Grant’s gazelles are often found in small herds of up to 30, with an adult ram controlling a territory, and a group of ewes and their offspring roaming over larger areas than the male (3). Younger and non-territorial rams may form bachelor groups that move around the edges of territorial ram ranges (3). However, these groupings are not fixed, and Grant’s gazelles deal with changing food supplies by having an exceptionally fluid social system. When there is an adequate supply of food all year round, rams maintain territories continually (4). In other areas they tend to be nomadic, moving from high, well-drained areas during the rains, to flat, grassy valleys in the dry season, with larger temporary herds forming at certain times of the year (2) (3).
The Grant’s gazelle prefers to eat herbs and shrub foliage, but will also graze on grass during the early rains when it is young and green. It is often found feeding with other herbivores, benefiting from other animals feeding on the grass, as this encourages the growth of herbs on which the gazelles primarily feed (2) (4).
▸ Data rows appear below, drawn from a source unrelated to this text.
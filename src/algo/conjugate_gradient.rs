//! Nonlinear conjugate gradient method.
//!
//! The first direction is the steepest descent `p = -g`, the following are
//!
//! ```text
//! p+ = -g+ + beta p
//! ```
//!
//! with `beta` given by one of the [formulas](CgFormula). The method is
//! restarted (`beta = 0`) when successive gradients are far from orthogonal,
//!
//! ```text
//! |g+ . g| / (g+ . g+) >= 0.1
//! ```
//!
//! when the formula denominator vanishes or when the resulting direction is
//! not a descent direction.
//!
//! # References
//!
//! \[1\] [Numerical
//! Optimization](https://link.springer.com/book/10.1007/978-0-387-40065-5),
//! Section 5.2

use log::trace;
use nalgebra::{convert, DVector, RealField};
use num_traits::Zero;

use super::{DirectionError, DirectionFinder, DirectionState};

/// Threshold of the loss of orthogonality restart test.
const RESTART_THRESHOLD: f64 = 0.1;

/// Formula for the `beta` coefficient, with `y = g+ - g`.
#[derive(Debug, Clone, Copy, PartialEq, Eq)]
pub enum CgFormula {
    /// `beta = g+ . g+ / g . g`.
    FletcherReeves,
    /// `beta = g+ . y / g . g`.
    PolakRibiere,
    /// `beta = max(0, g+ . y / g . g)`.
    PolakRibierePlus,
    /// `beta = g+ . y / p . y`.
    HestenesStiefel,
}

impl CgFormula {
    /// Canonical name of the formula.
    pub fn name(&self) -> &'static str {
        match self {
            CgFormula::FletcherReeves => "fletcher reeves",
            CgFormula::PolakRibiere => "polak ribiere",
            CgFormula::PolakRibierePlus => "polak ribiere+",
            CgFormula::HestenesStiefel => "hestenes stiefel",
        }
    }

    fn beta<T: RealField + Copy>(
        &self,
        grad: &DVector<T>,
        prev_grad: &DVector<T>,
        prev_p: &DVector<T>,
    ) -> Option<T> {
        let (num, denom) = match self {
            CgFormula::FletcherReeves => (grad.dot(grad), prev_grad.dot(prev_grad)),
            CgFormula::PolakRibiere | CgFormula::PolakRibierePlus => {
                (grad.dot(&(grad - prev_grad)), prev_grad.dot(prev_grad))
            }
            CgFormula::HestenesStiefel => {
                let y = grad - prev_grad;
                (grad.dot(&y), prev_p.dot(&y))
            }
        };

        if denom == T::zero() {
            return None;
        }

        let beta = num / denom;
        match self {
            CgFormula::PolakRibierePlus => Some(beta.max(T::zero())),
            _ => Some(beta),
        }
    }
}

/// Conjugate gradient direction finder.
///
/// See [module](self) documentation for more details.
#[derive(Debug, Clone)]
pub struct ConjugateGradient<T: RealField + Copy> {
    formula: CgFormula,
    prev: Option<(DVector<T>, DVector<T>)>,
}

impl<T: RealField + Copy> ConjugateGradient<T> {
    /// Initializes the method with given formula.
    pub fn new(formula: CgFormula) -> Self {
        Self {
            formula,
            prev: None,
        }
    }

    /// The formula in use.
    pub fn formula(&self) -> CgFormula {
        self.formula
    }
}

impl<T: RealField + Copy> DirectionFinder<T> for ConjugateGradient<T> {
    const NAME: &'static str = "conjugate gradient";

    fn direction(&mut self, state: &DirectionState<'_, T>) -> Result<DVector<T>, DirectionError> {
        let grad = state.grad;
        let steepest = -grad;

        let (prev_grad, prev_p) = match &self.prev {
            Some(prev) => prev,
            None => return Ok(steepest),
        };

        let gg = grad.dot(grad);
        if gg == T::zero() {
            return Ok(steepest);
        }

        if (grad.dot(prev_grad) / gg).abs() >= convert(RESTART_THRESHOLD) {
            trace!("conjugate gradient restart, gradients not orthogonal");
            return Ok(steepest);
        }

        let beta = match self.formula.beta(grad, prev_grad, prev_p) {
            Some(beta) if beta.is_finite() => beta,
            _ => {
                trace!("conjugate gradient restart, vanishing denominator");
                return Ok(steepest);
            }
        };

        let p = &steepest + prev_p * beta;
        if grad.dot(&p) >= T::zero() {
            trace!("conjugate gradient restart, not a descent direction");
            return Ok(steepest);
        }

        Ok(p)
    }

    fn update(
        &mut self,
        prev: &DirectionState<'_, T>,
        _next: &DirectionState<'_, T>,
        _alpha: T,
        p: &DVector<T>,
    ) {
        self.prev = Some((prev.grad.clone_owned(), p.clone_owned()));
    }
}
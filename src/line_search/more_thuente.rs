//! Moré-Thuente line search.
//!
//! The search maintains an interval of uncertainty `[al, au]` and generates
//! safeguarded trial steps inside (or, before the minimiser is bracketed,
//! beyond) it by cubic, quadratic and secant interpolation. Until a step with
//! sufficient decrease and non-negative slope is seen, the auxiliary function
//!
//! ```text
//! psi(alpha) = phi(alpha) - mu * alpha * phi'(0)
//! ```
//!
//! drives the trial selection, which guarantees that a step satisfying
//! sufficient decrease is eventually found. The search terminates on the
//! strong Wolfe conditions, when the step reaches `a_min` or `a_max`, when
//! rounding errors prevent progress or when the interval becomes narrower
//! than `a_tol` relative to its upper end.
//!
//! If not set, `a_max` is `4 * max(1, alpha_init)`.
//!
//! # References
//!
//! \[1\] [Line search algorithms with guaranteed sufficient
//! decrease](https://dl.acm.org/doi/10.1145/192115.192132)

use log::{debug, trace};
use nalgebra::{convert, RealField, ComplexField};
use num_traits::{One, Zero};

use super::{interpolate, LineFunction, LineSearchError, LineSearchOptions, Step};
use crate::core::Differentiable;

/// Relative size of the interval which must be achieved in two iterations,
/// otherwise bisection is forced.
const SHRINK: f64 = 0.66;
/// Lower extrapolation factor before the minimiser is bracketed.
const EXTRAPOLATE_LOWER: f64 = 1.1;
/// Upper extrapolation factor before the minimiser is bracketed.
const EXTRAPOLATE_UPPER: f64 = 4.0;

#[derive(Debug, Clone, Copy)]
struct Point<T> {
    alpha: T,
    value: T,
    slope: T,
}

impl<T: RealField + Copy> Point<T> {
    fn shifted(&self, curv: T) -> Self {
        Self {
            alpha: self.alpha,
            value: self.value - curv * self.alpha,
            slope: self.slope - curv,
        }
    }
}

/// How the interval of uncertainty changes after a trial step.
#[derive(Debug, Clone, Copy, PartialEq, Eq)]
enum IntervalUpdate {
    /// `au+ = at`.
    Upper,
    /// `al+ = at`.
    Lower,
    /// `al+ = at`, `au+ = al`.
    LowerSwap,
}

fn closer<T: RealField + Copy>(target: T, a: T, b: T) -> T {
    if (a - target).abs() < (b - target).abs() {
        a
    } else {
        b
    }
}

/// Selects the next trial step and determines the interval update. The
/// points may be the values of `phi` or of the auxiliary function `psi`.
fn select_trial<T: RealField + Copy>(
    t: Point<T>,
    l: Point<T>,
    u: Point<T>,
    bracketed: &mut bool,
    limits: (T, T),
) -> (T, IntervalUpdate) {
    let half: T = convert(0.5);
    let shrink: T = convert(SHRINK);
    let midpoint = l.alpha + (t.alpha - l.alpha) * half;

    let next = if t.value > l.value {
        // Case 1: higher function value, the minimiser is bracketed.
        *bracketed = true;

        let ac = interpolate::cubic_int(l.alpha, t.alpha, l.value, t.value, l.slope, t.slope);
        let aq = interpolate::quadratic_fafbga(l.alpha, t.alpha, l.value, t.value, l.slope);

        match (ac, aq) {
            (Some(ac), Some(aq)) => {
                if (ac - l.alpha).abs() < (aq - l.alpha).abs() {
                    ac
                } else {
                    (aq + ac) * half
                }
            }
            (Some(a), None) | (None, Some(a)) => a,
            (None, None) => midpoint,
        }
    } else if t.slope * l.slope < T::zero() {
        // Case 2: derivatives have opposite sign, the minimiser is bracketed.
        *bracketed = true;

        let ac = interpolate::cubic_int(l.alpha, t.alpha, l.value, t.value, l.slope, t.slope);
        let asec = interpolate::quadratic_gagb(l.alpha, t.alpha, l.slope, t.slope);

        match (ac, asec) {
            (Some(ac), Some(asec)) => {
                if (ac - t.alpha).abs() >= (asec - t.alpha).abs() {
                    ac
                } else {
                    asec
                }
            }
            (Some(a), None) | (None, Some(a)) => a,
            (None, None) => midpoint,
        }
    } else if t.slope.abs() <= l.slope.abs() {
        // Case 3: the derivative decreases in magnitude, extrapolate.
        let towards_limit = if t.alpha > l.alpha { limits.1 } else { limits.0 };

        let ac = match interpolate::cubic_ext(
            l.alpha, t.alpha, l.value, t.value, l.slope, t.slope,
        ) {
            Some((ac, beta2))
                if beta2 != T::zero() && (ac - t.alpha) * (t.alpha - l.alpha) > T::zero() =>
            {
                ac
            }
            _ => towards_limit,
        };
        let asec = interpolate::quadratic_gagb(l.alpha, t.alpha, l.slope, t.slope).unwrap_or(ac);

        if *bracketed {
            let next = closer(t.alpha, ac, asec);
            let bound = t.alpha + shrink * (u.alpha - t.alpha);

            if t.alpha > l.alpha {
                next.min(bound)
            } else {
                next.max(bound)
            }
        } else {
            let next = if (ac - t.alpha).abs() > (asec - t.alpha).abs() {
                ac
            } else {
                asec
            };

            next.max(limits.0).min(limits.1)
        }
    } else {
        // Case 4: the derivative does not decrease in magnitude.
        if *bracketed {
            interpolate::cubic_int(u.alpha, t.alpha, u.value, t.value, u.slope, t.slope)
                .unwrap_or_else(|| t.alpha + (u.alpha - t.alpha) * half)
        } else if t.alpha > l.alpha {
            limits.1
        } else {
            limits.0
        }
    };

    let update = if t.value > l.value {
        IntervalUpdate::Upper
    } else if t.slope * (l.alpha - t.alpha) > T::zero() {
        IntervalUpdate::Lower
    } else {
        IntervalUpdate::LowerSwap
    };

    (next, update)
}

/// Evaluates `phi` and `phi'`, halving the distance to `anchor` while the
/// values are not finite.
fn evaluate<F: Differentiable>(
    line: &mut LineFunction<'_, F>,
    mut alpha: F::Field,
    anchor: F::Field,
    max_iter: usize,
) -> Result<Point<F::Field>, LineSearchError> {
    let half: F::Field = convert(0.5);

    for _ in 0..=max_iter {
        let (value, slope) = line.value_and_slope(alpha)?;

        if value.is_finite() && slope.is_finite() {
            return Ok(Point {
                alpha,
                value,
                slope,
            });
        }

        trace!("more-thuente non-finite value at alpha = {}", alpha);
        alpha = anchor + (alpha - anchor) * half;
    }

    Err(LineSearchError::NonFinite)
}

/// Runs the Moré-Thuente line search. See [module](self) documentation for
/// more details.
pub fn search<F: Differentiable>(
    line: &mut LineFunction<'_, F>,
    f0: F::Field,
    d0: F::Field,
    alpha_init: F::Field,
    options: &LineSearchOptions<F::Field>,
) -> Result<Step<F::Field>, LineSearchError> {
    let mu = options.mu();
    let eta = options.eta();
    let a_tol = options.a_tol();
    let a_min = options.a_min();
    let a_max = options
        .a_max()
        .unwrap_or_else(|| alpha_init.max(F::Field::one()) * convert(4.0));

    let half: F::Field = convert(0.5);
    let shrink: F::Field = convert(SHRINK);
    let lower_factor: F::Field = convert(EXTRAPOLATE_LOWER);
    let upper_factor: F::Field = convert(EXTRAPOLATE_UPPER);

    let mut width = a_max - a_min;
    let mut width2 = width + width;
    let mut limits = (F::Field::zero(), alpha_init * convert(5.0));
    let mut bracketed = false;
    let mut modified = true;

    let origin = Point {
        alpha: F::Field::zero(),
        value: f0,
        slope: d0,
    };
    let mut lower = origin;
    let mut upper = origin;

    let curv = mu * d0;
    let mut trial = evaluate(
        line,
        alpha_init.max(a_min).min(a_max),
        F::Field::zero(),
        options.max_iter(),
    )?;

    for _ in 0..options.max_iter() {
        let alpha = trial.alpha;
        let suff_dec = f0 + alpha * curv;

        if modified && trial.value <= suff_dec && trial.slope >= F::Field::zero() {
            modified = false;
        }

        if trial.value <= suff_dec && trial.slope.abs() <= eta * d0.abs() {
            debug!("more-thuente accepted alpha = {}", alpha);
            return Ok(Step::accepted(alpha));
        }

        if alpha == a_min && (trial.value > suff_dec || trial.slope >= curv) {
            debug!("more-thuente stopped at a_min = {}", a_min);
            return Ok(Step::fallback(alpha));
        }

        if alpha == a_max && trial.value <= suff_dec && trial.slope <= curv {
            debug!("more-thuente stopped at a_max = {}", a_max);
            return Ok(Step::accepted(alpha));
        }

        if bracketed {
            if alpha <= limits.0 || alpha >= limits.1 {
                debug!("more-thuente stopped by rounding errors at alpha = {}", alpha);
                return Ok(Step::fallback(alpha));
            }

            if limits.1 - limits.0 <= a_tol * limits.1 {
                debug!("more-thuente interval width below tolerance at alpha = {}", alpha);
                return Ok(Step::fallback(alpha));
            }
        }

        let use_psi = modified && trial.value <= lower.value && trial.value > suff_dec;
        let (mut next, update) = if use_psi {
            select_trial(
                trial.shifted(curv),
                lower.shifted(curv),
                upper.shifted(curv),
                &mut bracketed,
                limits,
            )
        } else {
            select_trial(trial, lower, upper, &mut bracketed, limits)
        };

        match update {
            IntervalUpdate::Upper => upper = trial,
            IntervalUpdate::Lower => lower = trial,
            IntervalUpdate::LowerSwap => {
                upper = lower;
                lower = trial;
            }
        }

        if bracketed {
            let size = (upper.alpha - lower.alpha).abs();
            if size >= shrink * width2 {
                next = lower.alpha + (upper.alpha - lower.alpha) * half;
            }
            width2 = width;
            width = size;

            limits = (
                lower.alpha.min(upper.alpha),
                lower.alpha.max(upper.alpha),
            );
        } else {
            limits = (
                next + lower_factor * (next - lower.alpha),
                next + upper_factor * (next - lower.alpha),
            );
        }

        if bracketed
            && (next <= limits.0 || next >= limits.1 || limits.1 - limits.0 <= a_tol * limits.1)
        {
            next = lower.alpha;
        }

        next = next.max(a_min).min(a_max);
        trace!(
            "more-thuente trial alpha = {} (bracketed = {}, psi = {})",
            next,
            bracketed,
            use_psi
        );

        trial = evaluate(line, next, lower.alpha, options.max_iter())?;
    }

    debug!("more-thuente exhausted");
    if lower.alpha > F::Field::zero() {
        Ok(Step::fallback(lower.alpha))
    } else {
        Ok(Step::fallback(trial.alpha))
    }
}
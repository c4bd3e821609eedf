//! Eigenvalue modification.
//!
//! The symmetric eigendecomposition `H = V diag(lambda) V^T` is computed and
//! the whole spectrum is shifted by
//!
//! ```text
//! tau = max(0, delta - lambda_min),  delta = 1e-2
//! ```
//!
//! so that `M = H + tau I` has all eigenvalues at least `delta`. The step is
//! then `-V diag(1 / (lambda + tau)) V^T g`.

use log::debug;
use nalgebra::{convert, DMatrix, DVector, RealField, SymmetricEigen};
use num_traits::Zero;

use super::{HessianModError, ModifiedNewton};

/// Lower bound for the eigenvalues of the modified matrix.
const DELTA: f64 = 1e-2;

/// Computes the Newton step from the eigenvalue-modified Hessian.
pub fn newton_step<T: RealField + Copy>(
    h: &DMatrix<T>,
    g: &DVector<T>,
) -> Result<ModifiedNewton<T>, HessianModError> {
    let n = h.nrows();
    let delta: T = convert(DELTA);

    let eigen = SymmetricEigen::try_new(h.clone(), T::default_epsilon(), 0)
        .ok_or(HessianModError::NotConverged)?;

    let lambda_min = eigen
        .eigenvalues
        .iter()
        .copied()
        .reduce(|acc, l| acc.min(l))
        .unwrap_or_else(T::zero);

    let tau = (delta - lambda_min).max(T::zero());
    debug!("eigenvalue modification: lambda_min = {}, tau = {}", lambda_min, tau);

    let v = &eigen.eigenvectors;
    let mut coeffs = v.tr_mul(g);
    for (c, &l) in coeffs.iter_mut().zip(eigen.eigenvalues.iter()) {
        *c = -*c / (l + tau);
    }
    let step = v * coeffs;

    let mut matrix = h.clone();
    for i in 0..n {
        matrix[(i, i)] += tau;
    }

    Ok(ModifiedNewton { step, matrix })
}
//! BFGS quasi-Newton method.
//!
//! The direction is `p = -H g`, where `H` approximates the inverse Hessian.
//! It starts as the identity and after each step, with `s = x+ - x` and `y =
//! g+ - g`, is updated by
//!
//! ```text
//! H+ = (I - rho s y^T) H (I - rho y s^T) + rho s s^T,  rho = 1 / (y^T s)
//! ```
//!
//! Before the first update, the identity is scaled by `y^T s / y^T y`. The
//! update is skipped when the curvature condition `y^T s > 0` does not hold,
//! which keeps `H` positive definite. No Hessian evaluations are needed.
//!
//! # References
//!
//! \[1\] [Numerical
//! Optimization](https://link.springer.com/book/10.1007/978-0-387-40065-5),
//! Section 6.1

use log::trace;
use nalgebra::{DMatrix, DVector, RealField};
use num_traits::{One, Zero};

use super::{DirectionError, DirectionFinder, DirectionState};

/// BFGS direction finder.
///
/// See [module](self) documentation for more details.
#[derive(Debug, Clone)]
pub struct Bfgs<T: RealField + Copy> {
    inv_hessian: DMatrix<T>,
    updated: bool,
}

impl<T: RealField + Copy> Bfgs<T> {
    /// Initializes BFGS for a problem with `n` parameters.
    pub fn new(n: usize) -> Self {
        Self {
            inv_hessian: DMatrix::identity(n, n),
            updated: false,
        }
    }

    /// The current inverse Hessian approximation.
    pub fn inv_hessian(&self) -> &DMatrix<T> {
        &self.inv_hessian
    }
}

impl<T: RealField + Copy> DirectionFinder<T> for Bfgs<T> {
    const NAME: &'static str = "BFGS";

    fn direction(&mut self, state: &DirectionState<'_, T>) -> Result<DVector<T>, DirectionError> {
        Ok(-(&self.inv_hessian * state.grad))
    }

    fn update(
        &mut self,
        prev: &DirectionState<'_, T>,
        next: &DirectionState<'_, T>,
        _alpha: T,
        _p: &DVector<T>,
    ) {
        let s = next.x - prev.x;
        let y = next.grad - prev.grad;
        let ys = y.dot(&s);
        let yy = y.dot(&y);

        if !ys.is_finite() || ys <= T::zero() || !yy.is_finite() {
            trace!("bfgs update skipped, y^T s = {}", ys);
            return;
        }

        if !self.updated {
            self.inv_hessian.fill_with_identity();
            self.inv_hessian *= ys / yy;
            self.updated = true;
        }

        let rho = T::one() / ys;
        let hy = &self.inv_hessian * &y;
        let yhy = y.dot(&hy);

        // H+ = H - rho (s (Hy)^T + Hy s^T) + (rho^2 y^T H y + rho) s s^T.
        self.inv_hessian.ger(-rho, &s, &hy, T::one());
        self.inv_hessian.ger(-rho, &hy, &s, T::one());
        self.inv_hessian.ger(rho * rho * yhy + rho, &s, &s, T::one());
    }
}
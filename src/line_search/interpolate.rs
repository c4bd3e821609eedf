//! Quadratic and cubic interpolation of the line function.
//!
//! All helpers return `None` when the interpolant has no minimiser or the
//! computation is not finite.

use nalgebra::{convert, RealField};
use num_traits::Zero;

fn finite<T: RealField + Copy>(value: T) -> Option<T> {
    if value.is_finite() {
        Some(value)
    } else {
        None
    }
}

/// Minimiser of the cubic interpolating `fa`, `fb`, `ga` and `gb` at points
/// `a` and `b`.
pub fn cubic_int<T: RealField + Copy>(a: T, b: T, fa: T, fb: T, ga: T, gb: T) -> Option<T> {
    let three: T = convert(3.0);
    let two: T = convert(2.0);

    let beta1 = ga + gb - three * (fa - fb) / (a - b);
    let disc = beta1 * beta1 - ga * gb;
    if disc < T::zero() {
        return None;
    }

    let beta2 = if b < a { -disc.sqrt() } else { disc.sqrt() };
    let denom = gb - ga + two * beta2;
    if denom == T::zero() {
        return None;
    }

    finite(b - (b - a) * (gb + beta2 - beta1) / denom)
}

/// Minimiser of the cubic interpolating `fa`, `fb`, `ga` and `gb` for the
/// extrapolation case, where the discriminant is clipped to zero. The second
/// returned value is `beta2`, which is zero when the cubic does not tend to
/// infinity in the direction of the step.
pub fn cubic_ext<T: RealField + Copy>(
    a: T,
    b: T,
    fa: T,
    fb: T,
    ga: T,
    gb: T,
) -> Option<(T, T)> {
    let three: T = convert(3.0);
    let two: T = convert(2.0);

    let beta1 = ga + gb - three * (fa - fb) / (a - b);
    let disc = (beta1 * beta1 - ga * gb).max(T::zero());

    let beta2 = if b < a { -disc.sqrt() } else { disc.sqrt() };
    let denom = gb - ga + two * beta2;
    if denom == T::zero() {
        return None;
    }

    let ac = finite(b - (b - a) * (gb + beta2 - beta1) / denom)?;
    Some((ac, beta2))
}

/// Minimiser of the quadratic interpolating `fa`, `fb` and `ga`.
pub fn quadratic_fafbga<T: RealField + Copy>(a: T, b: T, fa: T, fb: T, ga: T) -> Option<T> {
    let two: T = convert(2.0);
    let ab = b - a;
    let denom = two * (fb - fa - ga * ab);
    if denom == T::zero() {
        return None;
    }

    finite(a - ga * ab * ab / denom)
}

/// Minimiser of the quadratic interpolating `ga` and `gb` (the secant step).
pub fn quadratic_gagb<T: RealField + Copy>(a: T, b: T, ga: T, gb: T) -> Option<T> {
    let denom = ga - gb;
    if denom == T::zero() {
        return None;
    }

    finite(a + ga * (b - a) / denom)
}

#[cfg(test)]
mod tests {
    use super::*;

    use approx::assert_abs_diff_eq;

    // q(t) = (t - 1.5)^2, q'(t) = 2 (t - 1.5).
    fn q(t: f64) -> (f64, f64) {
        ((t - 1.5).powi(2), 2.0 * (t - 1.5))
    }

    // c(t) = t^3 - 3 t, local minimum at t = 1.
    fn c(t: f64) -> (f64, f64) {
        (t.powi(3) - 3.0 * t, 3.0 * t.powi(2) - 3.0)
    }

    #[test]
    fn quadratic_exact() {
        let (fa, ga) = q(0.0);
        let (fb, gb) = q(4.0);

        assert_abs_diff_eq!(quadratic_fafbga(0.0, 4.0, fa, fb, ga).unwrap(), 1.5);
        assert_abs_diff_eq!(quadratic_gagb(0.0, 4.0, ga, gb).unwrap(), 1.5);
    }

    #[test]
    fn cubic_exact() {
        let (fa, ga) = c(0.0);
        let (fb, gb) = c(2.0);

        assert_abs_diff_eq!(cubic_int(0.0, 2.0, fa, fb, ga, gb).unwrap(), 1.0, epsilon = 1e-12);
        // Order of the points does not matter.
        assert_abs_diff_eq!(cubic_int(2.0, 0.0, fb, fa, gb, ga).unwrap(), 1.0, epsilon = 1e-12);

        let (ac, beta2) = cubic_ext(0.0, 2.0, fa, fb, ga, gb).unwrap();
        assert_abs_diff_eq!(ac, 1.0, epsilon = 1e-12);
        assert!(beta2 != 0.0);
    }

    #[test]
    fn degenerate() {
        // Linear function has no minimiser.
        assert!(quadratic_fafbga(0.0, 1.0, 0.0, -1.0, -1.0).is_none());
        assert!(quadratic_gagb(0.0, 1.0, -1.0, -1.0).is_none());
    }
}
Adult territorial rams mark their area with dung and urine deposits and perform elaborate displays when confronting each other (3) (4), particularly during the biannual mating peaks (2). The displays involve a characteristic flicking of the raised head; slow, stiff head-circling; and lowering the head with the horns pointing at the opponent (2) (3). Births follow a six month gestation and the fawn (2), weighing five to seven kilograms (3), remains hidden for the first few weeks of life (2).